Fire
I don’t know what happened to me; who I was before, who I am now, who I will be in the future. My heart and mind seem somehow dulled, as though all my memories and feelings are closeted up somewhere and I lost the key with which to unlock their door. Occasionally the memories come back to me in sharp, short fragments - and when they do, they burn ... they burn.
The doctors say it’s trauma. They say it as though they know what my mind looks like, as though they understand, as though it’s something they can define, though they can’t see the broken parts of me that will never work again and the once forgotten scenes and sounds that repeat themselves over and over in my head as I lie awake at night. These are hidden from view. No matter how hard they try, they will never reach my heart; I have too many secrets concealed there. Secrets about the kind of things that happen at night time when no one is looking; secrets about how it feels to press your back into a corner and make yourself small, choking on thick grey smoke until you don’t care if you die because your body is begging for an escape, for relief; secrets about waiting for a rescuer who never comes and crying soundlessly without tears. I tell them I don’t remember anything while looking directly into their eyes so that I frighten them. I, still so young, frighten the doctors. It gives me a gratifying sense of empowerment to know that I can strike fear into someone so far above me and make them puzzle over what I am thinking. They’ll never know. They suspect that I remember, but they just don’t know. It infuriates them, with all their wisdom and years of study, to be unable to uncover a child’s little tucked away thoughts.

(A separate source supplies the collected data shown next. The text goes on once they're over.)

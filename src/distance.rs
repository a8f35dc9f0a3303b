//! Pairwise distances between the vectors of one table axis.
//!
//! Results use the condensed layout kodama expects: the upper triangle of
//! the distance matrix, row by row, without the diagonal.

use std::fmt;
use std::str::FromStr;

use rayon::prelude::*;

use crate::error::{HeatmapError, Result};

#[derive(Debug, Clone, Copy, PartialEq, Eq, Hash)]
pub enum DistanceMetric {
    BrayCurtis,
    Canberra,
    Chebyshev,
    Cityblock,
    Correlation,
    Cosine,
    Euclidean,
    Hamming,
    Jaccard,
    SqEuclidean,
}

impl DistanceMetric {
    pub const ALL: [DistanceMetric; 10] = [
        DistanceMetric::BrayCurtis,
        DistanceMetric::Canberra,
        DistanceMetric::Chebyshev,
        DistanceMetric::Cityblock,
        DistanceMetric::Correlation,
        DistanceMetric::Cosine,
        DistanceMetric::Euclidean,
        DistanceMetric::Hamming,
        DistanceMetric::Jaccard,
        DistanceMetric::SqEuclidean,
    ];

    pub fn name(&self) -> &'static str {
        match self {
            DistanceMetric::BrayCurtis => "braycurtis",
            DistanceMetric::Canberra => "canberra",
            DistanceMetric::Chebyshev => "chebyshev",
            DistanceMetric::Cityblock => "cityblock",
            DistanceMetric::Correlation => "correlation",
            DistanceMetric::Cosine => "cosine",
            DistanceMetric::Euclidean => "euclidean",
            DistanceMetric::Hamming => "hamming",
            DistanceMetric::Jaccard => "jaccard",
            DistanceMetric::SqEuclidean => "sqeuclidean",
        }
    }

    /// Distance between two equally long vectors. May be NaN on degenerate input.
    pub fn distance(&self, u: &[f64], v: &[f64]) -> f64 {
        let pairs = u.iter().zip(v);
        match self {
            DistanceMetric::Euclidean => pairs.map(|(a, b)| (a - b) * (a - b)).sum::<f64>().sqrt(),
            DistanceMetric::SqEuclidean => pairs.map(|(a, b)| (a - b) * (a - b)).sum(),
            DistanceMetric::Cityblock => pairs.map(|(a, b)| (a - b).abs()).sum(),
            DistanceMetric::Chebyshev => pairs.map(|(a, b)| (a - b).abs()).fold(0.0, f64::max),
            DistanceMetric::Cosine => {
                let (dot, nu, nv) = pairs.fold((0.0, 0.0, 0.0), |(d, x, y), (a, b)| {
                    (d + a * b, x + a * a, y + b * b)
                });
                1.0 - dot / (nu * nv).sqrt()
            }
            DistanceMetric::Correlation => {
                let n = u.len() as f64;
                let mu = u.iter().sum::<f64>() / n;
                let mv = v.iter().sum::<f64>() / n;
                let (dot, nu, nv) = pairs.fold((0.0, 0.0, 0.0), |(d, x, y), (a, b)| {
                    let (a, b) = (a - mu, b - mv);
                    (d + a * b, x + a * a, y + b * b)
                });
                1.0 - dot / (nu * nv).sqrt()
            }
            DistanceMetric::Canberra => pairs
                .map(|(a, b)| {
                    let denom = a.abs() + b.abs();
                    // 0/0 terms contribute nothing
                    if denom == 0.0 {
                        0.0
                    } else {
                        (a - b).abs() / denom
                    }
                })
                .sum(),
            DistanceMetric::BrayCurtis => {
                let (num, denom) = pairs.fold((0.0, 0.0), |(n, d), (a, b)| {
                    (n + (a - b).abs(), d + (a + b).abs())
                });
                num / denom
            }
            DistanceMetric::Hamming => {
                let differing = pairs.filter(|(a, b)| a != b).count();
                differing as f64 / u.len() as f64
            }
            DistanceMetric::Jaccard => {
                let (differing, nonzero) = pairs.fold((0usize, 0usize), |(d, nz), (a, b)| {
                    let either = *a != 0.0 || *b != 0.0;
                    (d + usize::from(either && a != b), nz + usize::from(either))
                });
                if nonzero == 0 {
                    0.0
                } else {
                    differing as f64 / nonzero as f64
                }
            }
        }
    }
}

impl fmt::Display for DistanceMetric {
    fn fmt(&self, f: &mut fmt::Formatter<'_>) -> fmt::Result {
        f.write_str(self.name())
    }
}

impl FromStr for DistanceMetric {
    type Err = HeatmapError;

    fn from_str(s: &str) -> Result<Self> {
        let wanted = s.trim().to_ascii_lowercase();
        DistanceMetric::ALL
            .iter()
            .copied()
            .find(|m| m.name() == wanted)
            .ok_or_else(|| HeatmapError::clustering(format!("unknown distance metric '{}'", s)))
    }
}

/// Index of the pair `(i, j)`, `i < j`, in a condensed matrix over `n` items.
pub fn condensed_index(n: usize, i: usize, j: usize) -> usize {
    debug_assert!(i < j && j < n);
    n * i - i * (i + 1) / 2 + (j - i - 1)
}

/// Condensed pairwise distance matrix over `vectors`.
pub fn condensed_distances(vectors: &[Vec<f64>], metric: DistanceMetric) -> Vec<f64> {
    let n = vectors.len();
    (0..n)
        .into_par_iter()
        .flat_map_iter(move |i| {
            (i + 1..n).map(move |j| metric.distance(&vectors[i], &vectors[j]))
        })
        .collect()
}

/// Square lookup over a condensed matrix, zero on the diagonal
pub struct DistanceMatrix {
    n: usize,
    condensed: Vec<f64>,
}

impl DistanceMatrix {
    pub fn new(n: usize, condensed: Vec<f64>) -> Self {
        debug_assert_eq!(condensed.len(), n * n.saturating_sub(1) / 2);
        DistanceMatrix { n, condensed }
    }

    pub fn len(&self) -> usize {
        self.n
    }

    pub fn is_empty(&self) -> bool {
        self.n == 0
    }

    pub fn get(&self, i: usize, j: usize) -> f64 {
        match i.cmp(&j) {
            std::cmp::Ordering::Equal => 0.0,
            std::cmp::Ordering::Less => self.condensed[condensed_index(self.n, i, j)],
            std::cmp::Ordering::Greater => self.condensed[condensed_index(self.n, j, i)],
        }
    }

    pub fn condensed(&self) -> &[f64] {
        &self.condensed
    }

    /// First pair whose distance is not finite
    pub fn first_non_finite(&self) -> Option<(usize, usize)> {
        let pos = self.condensed.iter().position(|d| !d.is_finite())?;
        // walk rows until the condensed offset falls inside row i
        let mut start = 0;
        for i in 0..self.n {
            let row_len = self.n - i - 1;
            if pos < start + row_len {
                return Some((i, i + 1 + (pos - start)));
            }
            start += row_len;
        }
        None
    }
}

When they found me first, one of them sat me down in the room with dark floorboards and cracks in the walls and asked me if I remembered what had happened. I stared at him that same way until he told me, himself. He said in the gentlest way possible that my family was gone, that I had been discovered in the rubble, the aftermath of a destructive housefire. It was a miracle, he said. A miracle. He asked me if I felt sorrow over the death of my family and, my eyes still locked with his, I replied,
“Maybe.”
Maybe I do. Maybe I don’t. I think these days I’m inclined to say I do not, because in the disconnected shards of memory that return to me every now and then I feel the way my father used to beat me, see the disapproval with which my mother looked at me, hear the cruel words my brother said in my presence and know again the forlornness of lying alone, crying and shivering in the darkness of a cold bedroom. I think perhaps if I was truly sorry about it I would tell them who set fire to the house. But that's my secret.
I have heard the word sociopath before. Once I found it in the solid black dictionary they keep in the doctor’s office, the one full of yellow pages and long fancy words no one can pronounce. Sociopath. Sometimes I fancy that I am exactly that, and I have begun to believe that the doctors agree with me. I never wish to be anything different, somehow. Maybe, maybe, that is where my identity is to be found - maybe one day when I look in the mirror I will know with certainty why the doctor is afraid of my frozen blue eyes - maybe I will eventually realise that it is not an illness but a power - maybe it’s better to have no sorrow. But still I wonder; if I have no empathy, no care, if my love is numbed and my heart cold ... why does it burn?